I have Core Data app where one entity say, "Department", wants to
know when there is a change in one of its "Employee" entities
(typical one-to-many relationship example). In the past I
registered Department as an observer for changes in its Employees
for the key paths of interest. This worked fine accept that it
led to some performance issues when a Department was registering
for changes in say 5000-10,000 Employees. To address this I
wanted to use my know observing-notification system using
NSNotificationCenter. I started implementing custom accessors in
my Employee managed object sub-class so that I could post
notifications (as seen below).
The problem is when I undo a change made on an Employee's property
the setMyValue: method is not called again.
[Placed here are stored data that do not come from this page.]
// Glyphkeys Output
// Virtual uinput device for forwarding and synthesis, plus the loopback
// tap that reads our own output back.

use crate::hook::{EventOrigin, HookError, KeySink, RawKeyEvent, EV_KEY};
use crate::key::{char_to_key, KeyCode};
use evdev::uinput::VirtualDevice;
use evdev::{Device, EventType, InputEvent};
use std::io::Write;
use std::os::unix::io::AsRawFd;
use std::thread;
use std::time::{Duration, Instant};

/// Modifier codes tracked for release/restore around synthesis. CapsLock
/// is deliberately absent: re-pressing it would toggle the lock.
const TRACKED_MODIFIERS: [u16; 8] = [29, 42, 54, 56, 97, 100, 125, 126];

/// The production key sink.
///
/// Writes go to a uinput virtual device. The same device is reopened
/// read-only as the "tap": every event we write comes back through it,
/// which is how synthesis observes its own echoes. The tap is never
/// grabbed; echoes must still reach the compositor, we only watch.
pub struct UinputSink {
    device: VirtualDevice,
    tap: Device,
    echo_timeout: Duration,
    pacing: Duration,
    held_modifiers: Vec<u16>,
    pressed_keys: Vec<u16>,
}

impl UinputSink {
    pub const DEVICE_NAME: &'static str = "Glyphkeys (virtual) Keyboard";

    /// Create the virtual device and open its tap. `echo_timeout_ms`
    /// bounds how long one injected character may take to echo back.
    pub fn new(echo_timeout_ms: u64) -> Result<Self, HookError> {
        use evdev::uinput::VirtualDeviceBuilder;
        use evdev::AttributeSet;

        let mut keys = AttributeSet::new();
        for code in 0..256u16 {
            keys.insert(evdev::Key::new(code));
        }

        let device = VirtualDeviceBuilder::new()
            .map_err(|e: std::io::Error| HookError::Output(e.to_string()))?
            .name(Self::DEVICE_NAME)
            .with_keys(&keys)
            .map_err(|e: std::io::Error| HookError::Output(e.to_string()))?
            .build()
            .map_err(|e: std::io::Error| HookError::Output(e.to_string()))?;

        let tap = Self::open_tap()?;

        Ok(Self {
            device,
            tap,
            echo_timeout: Duration::from_millis(echo_timeout_ms),
            pacing: Duration::from_millis(1),
            held_modifiers: Vec::new(),
            pressed_keys: Vec::new(),
        })
    }

    /// Reopen our own virtual device by name. The node can take a moment
    /// to appear under /dev/input after creation, so retry briefly.
    fn open_tap() -> Result<Device, HookError> {
        for _ in 0..20 {
            for (_, device) in evdev::enumerate() {
                if device.name() == Some(Self::DEVICE_NAME) {
                    return Ok(device);
                }
            }
            thread::sleep(Duration::from_millis(25));
        }
        Err(HookError::Output(
            "loopback tap for the virtual device never appeared".to_string(),
        ))
    }

    fn emit(&mut self, code: u16, value: i32) -> Result<(), HookError> {
        let key_event = InputEvent::new(EventType::KEY, code, value);
        // SYN is required for the kernel to flush the key event
        let syn_event = InputEvent::new(EventType::SYNCHRONIZATION, 0, 0);
        self.device
            .emit(&[key_event, syn_event])
            .map_err(|e: std::io::Error| HookError::Injection(e.to_string()))
    }

    /// Emit press+release. Returns the number of key events written.
    fn tap_key(&mut self, code: u16) -> Result<usize, HookError> {
        self.emit(code, 1)?;
        self.emit(code, 0)?;
        Ok(2)
    }

    /// Emit one character by direct key events, or via the compose
    /// sequence for anything outside the ASCII table. Returns the number
    /// of key events written.
    fn send_char(&mut self, ch: char) -> Result<usize, HookError> {
        match ascii_key_and_shift(ch) {
            Some((code, true)) => {
                self.emit(KeyCode::LEFT_SHIFT.code(), 1)?;
                self.tap_key(code)?;
                self.emit(KeyCode::LEFT_SHIFT.code(), 0)?;
                Ok(4)
            }
            Some((code, false)) => self.tap_key(code),
            None => self.send_unicode(ch),
        }
    }

    /// Ctrl+Shift+U compose entry, understood by the usual Linux input
    /// methods. Returns the number of key events written.
    fn send_unicode(&mut self, ch: char) -> Result<usize, HookError> {
        let hex = format!("{:x}", ch as u32);
        let mut written = 0;

        self.emit(KeyCode::LEFT_CTRL.code(), 1)?;
        self.emit(KeyCode::LEFT_SHIFT.code(), 1)?;
        written += 2;
        written += self.tap_key(22)?; // U
        self.emit(KeyCode::LEFT_SHIFT.code(), 0)?;
        self.emit(KeyCode::LEFT_CTRL.code(), 0)?;
        written += 2;

        for digit in hex.chars() {
            let code = hex_digit_code(digit).ok_or_else(|| {
                HookError::Injection(format!("no key for hex digit {:?}", digit))
            })?;
            written += self.tap_key(code)?;
        }
        written += self.tap_key(KeyCode::ENTER.code())?;
        Ok(written)
    }

    /// Collect our own echoes from the tap: `expected` key events or the
    /// per-character timeout, whichever comes first.
    fn drain_echoes(&mut self, expected: usize) -> Vec<RawKeyEvent> {
        let mut echoes = Vec::with_capacity(expected);
        let deadline = Instant::now() + self.echo_timeout;
        while echoes.len() < expected {
            let now = Instant::now();
            if now >= deadline {
                break;
            }
            let remaining = (deadline - now).as_millis() as i32;
            let mut fds = [libc::pollfd {
                fd: self.tap.as_raw_fd(),
                events: libc::POLLIN,
                revents: 0,
            }];
            let ready = unsafe { libc::poll(fds.as_mut_ptr(), 1, remaining.max(1)) };
            if ready < 0 {
                if std::io::Error::last_os_error().raw_os_error() == Some(libc::EINTR) {
                    continue;
                }
                break;
            }
            if ready == 0 {
                break;
            }
            let Ok(fetched) = self.tap.fetch_events() else {
                break;
            };
            for event in fetched {
                if event.event_type() == EventType::KEY {
                    echoes.push(RawKeyEvent::new(
                        EV_KEY,
                        event.code(),
                        event.value(),
                        EventOrigin::Loopback,
                    ));
                }
            }
        }
        echoes
    }

    fn inject_chars(&mut self, text: &str, echoes: &mut Vec<RawKeyEvent>) -> Result<(), HookError> {
        for ch in text.chars() {
            let written = self.send_char(ch)?;
            echoes.extend(self.drain_echoes(written));
            thread::sleep(self.pacing);
        }
        Ok(())
    }

    fn track_forwarded(&mut self, code: u16, value: i32) {
        let list = if TRACKED_MODIFIERS.contains(&code) {
            &mut self.held_modifiers
        } else {
            &mut self.pressed_keys
        };
        match value {
            1 => {
                if !list.contains(&code) {
                    list.push(code);
                }
            }
            0 => list.retain(|c| *c != code),
            _ => {}
        }
    }
}

impl KeySink for UinputSink {
    fn forward(&mut self, event: &RawKeyEvent) -> Result<(), HookError> {
        match event.origin {
            EventOrigin::Physical => {
                if !event.is_key() {
                    return Ok(());
                }
                self.emit(event.code, event.value)?;
                self.track_forwarded(event.code, event.value);
                Ok(())
            }
            // Already written by us and on its way to the OS. Emitting it
            // again would produce a fresh echo of the echo.
            EventOrigin::Loopback => Ok(()),
        }
    }

    fn inject_text(&mut self, text: &str) -> Result<Vec<RawKeyEvent>, HookError> {
        let mut echoes = Vec::new();

        // Park held modifiers so a physically held Shift or Ctrl cannot
        // distort the synthetic keys, then put them back. The parking
        // events echo too and are drained like everything else.
        let held = self.held_modifiers.clone();
        for code in held.iter().rev() {
            self.emit(*code, 0)?;
            echoes.extend(self.drain_echoes(1));
        }

        let injected = self.inject_chars(text, &mut echoes);

        let mut restore_error = None;
        for code in held.iter() {
            match self.emit(*code, 1) {
                Ok(()) => echoes.extend(self.drain_echoes(1)),
                Err(err) => {
                    restore_error = Some(err);
                    break;
                }
            }
        }

        match (injected, restore_error) {
            (Err(err), _) => Err(err),
            (Ok(()), Some(err)) => Err(err),
            (Ok(()), None) => Ok(echoes),
        }
    }

    fn alert(&mut self) {
        // terminal bell; harmless no-op when stdout is not a tty
        let mut out = std::io::stdout();
        let _ = out.write_all(b"\x07");
        let _ = out.flush();
    }

    fn flush_echoes(&mut self) {
        loop {
            let mut fds = [libc::pollfd {
                fd: self.tap.as_raw_fd(),
                events: libc::POLLIN,
                revents: 0,
            }];
            let ready = unsafe { libc::poll(fds.as_mut_ptr(), 1, 0) };
            if ready <= 0 {
                return;
            }
            if self.tap.fetch_events().is_err() {
                return;
            }
        }
    }

    fn release_held(&mut self) {
        let keys: Vec<u16> = self.pressed_keys.drain(..).collect();
        let modifiers: Vec<u16> = self.held_modifiers.drain(..).rev().collect();
        for code in keys.into_iter().chain(modifiers) {
            if let Err(err) = self.emit(code, 0) {
                log::warn!("release of {} failed: {}", KeyCode::new(code), err);
            }
        }
    }
}

/// Key code and shift flag for one ASCII character.
fn ascii_key_and_shift(ch: char) -> Option<(u16, bool)> {
    if ch.is_ascii_uppercase() {
        return char_to_key(ch).map(|key| (key.code(), true));
    }
    if let Some(key) = char_to_key(ch) {
        return Some((key.code(), false));
    }
    let (code, shift) = match ch {
        '\n' => (28, false),
        '\t' => (15, false),
        '-' => (12, false),
        '_' => (12, true),
        '=' => (13, false),
        '+' => (13, true),
        '[' => (26, false),
        '{' => (26, true),
        ']' => (27, false),
        '}' => (27, true),
        ';' => (39, false),
        ':' => (39, true),
        '\'' => (40, false),
        '"' => (40, true),
        '`' => (41, false),
        '~' => (41, true),
        '\\' => (43, false),
        '|' => (43, true),
        ',' => (51, false),
        '<' => (51, true),
        '.' => (52, false),
        '>' => (52, true),
        '/' => (53, false),
        '?' => (53, true),
        '!' => (2, true),
        '@' => (3, true),
        '#' => (4, true),
        '$' => (5, true),
        '%' => (6, true),
        '^' => (7, true),
        '&' => (8, true),
        '*' => (9, true),
        '(' => (10, true),
        ')' => (11, true),
        _ => return None,
    };
    Some((code, shift))
}

/// Key code for one lowercase hex digit.
fn hex_digit_code(digit: char) -> Option<u16> {
    char_to_key(digit).map(|key| key.code())
}

#[cfg(test)]
mod tests {
    use super::*;

    #[test]
    fn test_ascii_table_standard_chars() {
        assert_eq!(ascii_key_and_shift('a'), Some((30, false)));
        assert_eq!(ascii_key_and_shift('A'), Some((30, true)));
        assert_eq!(ascii_key_and_shift('0'), Some((11, false)));
        assert_eq!(ascii_key_and_shift(' '), Some((57, false)));
    }

    #[test]
    fn test_ascii_table_punctuation() {
        assert_eq!(ascii_key_and_shift('-'), Some((12, false)));
        assert_eq!(ascii_key_and_shift('_'), Some((12, true)));
        assert_eq!(ascii_key_and_shift('@'), Some((3, true)));
        assert_eq!(ascii_key_and_shift(')'), Some((11, true)));
        assert_eq!(ascii_key_and_shift('\n'), Some((28, false)));
    }

    #[test]
    fn test_non_ascii_goes_to_compose() {
        assert_eq!(ascii_key_and_shift('α'), None);
        assert_eq!(ascii_key_and_shift('𝔞'), None);
    }

    #[test]
    fn test_hex_digit_codes() {
        assert_eq!(hex_digit_code('0'), Some(11));
        assert_eq!(hex_digit_code('9'), Some(10));
        assert_eq!(hex_digit_code('a'), Some(30));
        assert_eq!(hex_digit_code('f'), Some(33));
        assert_eq!(hex_digit_code('g'), Some(34)); // still a key, harmless
    }

    #[test]
    fn test_sink_creation_without_uinput() {
        // On hosts without /dev/uinput access this must fail cleanly, not
        // panic. With access it must come up with a working tap.
        match UinputSink::new(25) {
            Ok(sink) => drop(sink),
            Err(HookError::Output(_)) => {}
            Err(other) => panic!("unexpected error: {:?}", other),
        }
    }
}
It is only called
when the user actually changes a value via bindings on the UI. I
was hoping that when Core Data invokes undo that it would call the
appropriate setter value for the property that changed. Is this
the expected behavior of Core Data?
Any reason you aren't using KVO? The -will/-did methods in your
example will trigger a key-value observation notification on the
'do' case and the internal undo & redo state changes will ping KVO
too. So you might be able to just delete this method and then sign
up for KVO:
[target addObserver:observer forKeyPath:@"myValue" options:mask
context:NULL];
then implement the KVO observing method on your observer:
- (void)observeValueForKeyPath:(NSString *)keyPath ofObject:(id)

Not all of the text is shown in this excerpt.